Lysophosphatidylcholine induces heat pain hypersensitivity in obese mice fed with a high-fat diet through activation of peripheral Acid-Sensing Ion Channel 3

Diet induced obesity is one of the major causes of obesity, which affects 13% of the world’s adult population. Obesity is correlated to chronic pain regardless of other components of the metabolic syndrome. Our study focuses on investigating the effect of high-fat diet induced obesity on peripheral sensory neurons activity and pain perception, followed by deciphering the underlying cellular and molecular mechanisms that involve Acid-Sensing Ion Channel 3 (ASIC3).
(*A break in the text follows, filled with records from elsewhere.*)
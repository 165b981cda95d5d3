//! The endpoints for deleting an income or expense.

use axum::{
    Extension,
    extract::{Path, State},
    http::StatusCode,
    response::{IntoResponse, Response},
};
use axum_htmx::HxRedirect;

use crate::{
    endpoints,
    session::Session,
    store::DocumentId,
    transaction::{
        create_endpoint::{TransactionApiState, require_session},
        model::TransactionKind,
    },
};

/// A route handler for deleting an income.
pub async fn delete_income_endpoint(
    state: State<TransactionApiState>,
    session: Option<Extension<Session>>,
    id: Path<DocumentId>,
) -> Response {
    delete_transaction_endpoint(TransactionKind::Income, state, session, id)
}

/// A route handler for deleting an expense.
pub async fn delete_expense_endpoint(
    state: State<TransactionApiState>,
    session: Option<Extension<Session>>,
    id: Path<DocumentId>,
) -> Response {
    delete_transaction_endpoint(TransactionKind::Expense, state, session, id)
}

fn delete_transaction_endpoint(
    kind: TransactionKind,
    State(state): State<TransactionApiState>,
    session: Option<Extension<Session>>,
    Path(id): Path<DocumentId>,
) -> Response {
    let session = match require_session(&state.sessions, session.as_deref()) {
        Ok(session) => session,
        Err(error) => return error.into_response(),
    };

    // Ownership is checked here, not just by the route guard: the statement
    // only matches records owned by the signed-in user, so deleting someone
    // else's record reports not-found without revealing it exists.
    if let Err(error) = state.store.delete(kind.collection(), id, session.user_id) {
        return error.into_response();
    }

    let view = match kind {
        TransactionKind::Income => endpoints::INCOME_VIEW,
        TransactionKind::Expense => endpoints::EXPENSE_VIEW,
    };

    (HxRedirect(view.to_owned()), StatusCode::SEE_OTHER).into_response()
}

#[cfg(test)]
mod delete_endpoint_tests {
    use std::sync::{Arc, Mutex};

    use axum::{
        Extension,
        extract::{Path, State},
        http::StatusCode,
        response::IntoResponse,
    };
    use rusqlite::Connection;
    use time::macros::date;

    use crate::{
        WriteError,
        session::{Session, SessionHub},
        store::{Collection, DocumentStore, initialize},
        test_utils::{create_test_user, draft},
    };

    use super::{TransactionApiState, delete_expense_endpoint};

    fn get_test_state() -> (TransactionApiState, Session) {
        let conn = Connection::open_in_memory().unwrap();
        initialize(&conn).unwrap();
        let owner = create_test_user(&conn, "foo@bar.baz");

        let session = Session {
            user_id: owner,
            display_name: "Ferris".to_owned(),
            photo_url: None,
        };

        let state = TransactionApiState {
            store: DocumentStore::new(Arc::new(Mutex::new(conn))),
            sessions: SessionHub::new(),
        };
        state.sessions.sign_in(session.clone());

        (state, session)
    }

    #[tokio::test]
    async fn delete_removes_the_record() {
        let (state, session) = get_test_state();
        let record = state
            .store
            .add(
                Collection::Expenses,
                session.user_id,
                &draft(date!(2023 - 10 - 02), "Groceries", 200.0),
            )
            .unwrap();

        let response = delete_expense_endpoint(
            State(state.clone()),
            Some(Extension(session.clone())),
            Path(record.id),
        )
        .await
        .into_response();

        assert_eq!(response.status(), StatusCode::SEE_OTHER);
        assert_eq!(
            state
                .store
                .get(Collection::Expenses, record.id, session.user_id),
            Err(WriteError::NotFound)
        );
    }

    #[tokio::test]
    async fn delete_of_missing_record_is_not_found() {
        let (state, session) = get_test_state();

        let response = delete_expense_endpoint(State(state), Some(Extension(session)), Path(42))
            .await
            .into_response();

        assert_eq!(response.status(), StatusCode::NOT_FOUND);
    }

    #[tokio::test]
    async fn delete_of_someone_elses_record_is_not_found() {
        let (state, session) = get_test_state();
        let other = {
            let connection = state.store.connection().lock().unwrap();
            create_test_user(&connection, "other@bar.baz")
        };
        let record = state
            .store
            .add(
                Collection::Expenses,
                other,
                &draft(date!(2023 - 10 - 03), "Rent", 1000.0),
            )
            .unwrap();

        let response = delete_expense_endpoint(
            State(state.clone()),
            Some(Extension(session)),
            Path(record.id),
        )
        .await
        .into_response();

        assert_eq!(response.status(), StatusCode::NOT_FOUND);
        // The record is untouched.
        assert!(state.store.get(Collection::Expenses, record.id, other).is_ok());
    }
}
We show here that heat sensitive C-fibers from mice made obese by consumption of a high-fat diet exhibited an increased activity during baseline and upon heating. Obese mice showed long-lasting heat pain hypersensitivity once obesity was well established, while mechanical sensitivity was not affected. We found that the serum of obese mice was enriched in lysophosphatidylcholine (LPC) species (LPC16:0, LPC18:0 and LPC18:1), which activate ASIC3 channels and increased peripheral neuron excitability. Genetic deletion and in vivo pharmacological inhibition of ASIC3 protected and rescued mice from obesity-induced thermal hypersensitivity. Our results identify ASIC3 channels in DRG neurons and circulating LPC species that activate them as a mechanism contributing to heat pain hypersensitivity associated with high-fat diet induced obesity. ### Competing Interest Statement The authors have declared no competing interest.